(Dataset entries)
--------------------

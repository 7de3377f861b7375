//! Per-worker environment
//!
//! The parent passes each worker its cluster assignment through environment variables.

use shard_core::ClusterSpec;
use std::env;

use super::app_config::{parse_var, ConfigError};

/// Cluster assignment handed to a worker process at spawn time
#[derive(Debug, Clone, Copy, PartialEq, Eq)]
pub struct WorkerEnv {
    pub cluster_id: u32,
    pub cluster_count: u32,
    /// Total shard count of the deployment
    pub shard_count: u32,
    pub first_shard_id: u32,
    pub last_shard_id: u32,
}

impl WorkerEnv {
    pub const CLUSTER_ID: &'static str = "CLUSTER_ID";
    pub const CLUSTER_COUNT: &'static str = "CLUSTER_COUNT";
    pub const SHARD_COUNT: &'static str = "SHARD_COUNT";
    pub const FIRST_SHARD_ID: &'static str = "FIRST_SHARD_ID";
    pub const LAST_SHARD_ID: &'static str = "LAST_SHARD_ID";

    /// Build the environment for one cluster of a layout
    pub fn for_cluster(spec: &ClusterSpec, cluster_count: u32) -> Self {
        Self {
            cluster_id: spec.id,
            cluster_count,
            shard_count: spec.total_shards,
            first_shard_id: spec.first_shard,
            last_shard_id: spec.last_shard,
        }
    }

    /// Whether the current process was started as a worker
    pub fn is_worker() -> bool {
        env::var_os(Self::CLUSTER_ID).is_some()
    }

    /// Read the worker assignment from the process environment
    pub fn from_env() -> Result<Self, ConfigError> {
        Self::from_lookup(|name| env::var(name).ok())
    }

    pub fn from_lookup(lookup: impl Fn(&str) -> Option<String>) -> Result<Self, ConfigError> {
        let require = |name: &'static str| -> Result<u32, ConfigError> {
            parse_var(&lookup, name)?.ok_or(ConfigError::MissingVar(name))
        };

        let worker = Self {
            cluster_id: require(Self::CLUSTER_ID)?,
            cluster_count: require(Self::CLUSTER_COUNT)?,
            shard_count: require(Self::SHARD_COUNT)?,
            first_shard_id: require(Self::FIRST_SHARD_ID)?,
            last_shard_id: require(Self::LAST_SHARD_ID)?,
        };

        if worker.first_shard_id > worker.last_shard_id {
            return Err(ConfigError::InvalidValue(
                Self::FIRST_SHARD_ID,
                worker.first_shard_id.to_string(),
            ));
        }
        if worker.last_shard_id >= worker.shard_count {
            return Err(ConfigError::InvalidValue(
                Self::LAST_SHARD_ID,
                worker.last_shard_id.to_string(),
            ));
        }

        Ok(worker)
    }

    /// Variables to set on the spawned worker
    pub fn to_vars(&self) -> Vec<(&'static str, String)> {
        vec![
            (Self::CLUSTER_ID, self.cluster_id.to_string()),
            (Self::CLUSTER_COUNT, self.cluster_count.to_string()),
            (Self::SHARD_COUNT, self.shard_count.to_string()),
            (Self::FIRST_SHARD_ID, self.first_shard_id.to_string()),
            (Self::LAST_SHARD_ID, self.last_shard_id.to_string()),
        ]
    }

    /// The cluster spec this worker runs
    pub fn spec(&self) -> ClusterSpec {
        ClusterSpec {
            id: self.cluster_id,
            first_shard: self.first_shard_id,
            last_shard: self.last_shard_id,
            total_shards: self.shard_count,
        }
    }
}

--------------------

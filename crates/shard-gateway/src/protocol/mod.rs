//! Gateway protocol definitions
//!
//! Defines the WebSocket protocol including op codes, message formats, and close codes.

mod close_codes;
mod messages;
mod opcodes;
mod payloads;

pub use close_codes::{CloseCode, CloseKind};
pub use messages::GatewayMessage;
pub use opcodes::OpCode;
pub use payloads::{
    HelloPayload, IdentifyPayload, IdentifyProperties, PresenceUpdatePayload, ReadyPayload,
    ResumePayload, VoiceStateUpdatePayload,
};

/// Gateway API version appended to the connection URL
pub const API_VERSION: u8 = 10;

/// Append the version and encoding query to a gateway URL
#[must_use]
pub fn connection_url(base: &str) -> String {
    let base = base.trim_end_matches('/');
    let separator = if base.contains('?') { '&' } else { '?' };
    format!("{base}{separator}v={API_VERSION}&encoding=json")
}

--------------------

> **Problem to work on**:
Pull out the lines above in which the word "static" appears.

> **Answer box**:
    pub const CLUSTER_ID: &'static str = "CLUSTER_ID";
    pub const CLUSTER_COUNT: &'static str = "CLUSTER_COUNT";
    pub const SHARD_COUNT: &'static str = "SHARD_COUNT";
    pub const FIRST_SHARD_ID: &'static str = "FIRST_SHARD_ID";
    pub const LAST_SHARD_ID: &'static str = "LAST_SHARD_ID";
        let require = |name: &'static str| -> Result<u32, ConfigError> {
    pub fn to_vars(&self) -> Vec<(&'static str, String)> {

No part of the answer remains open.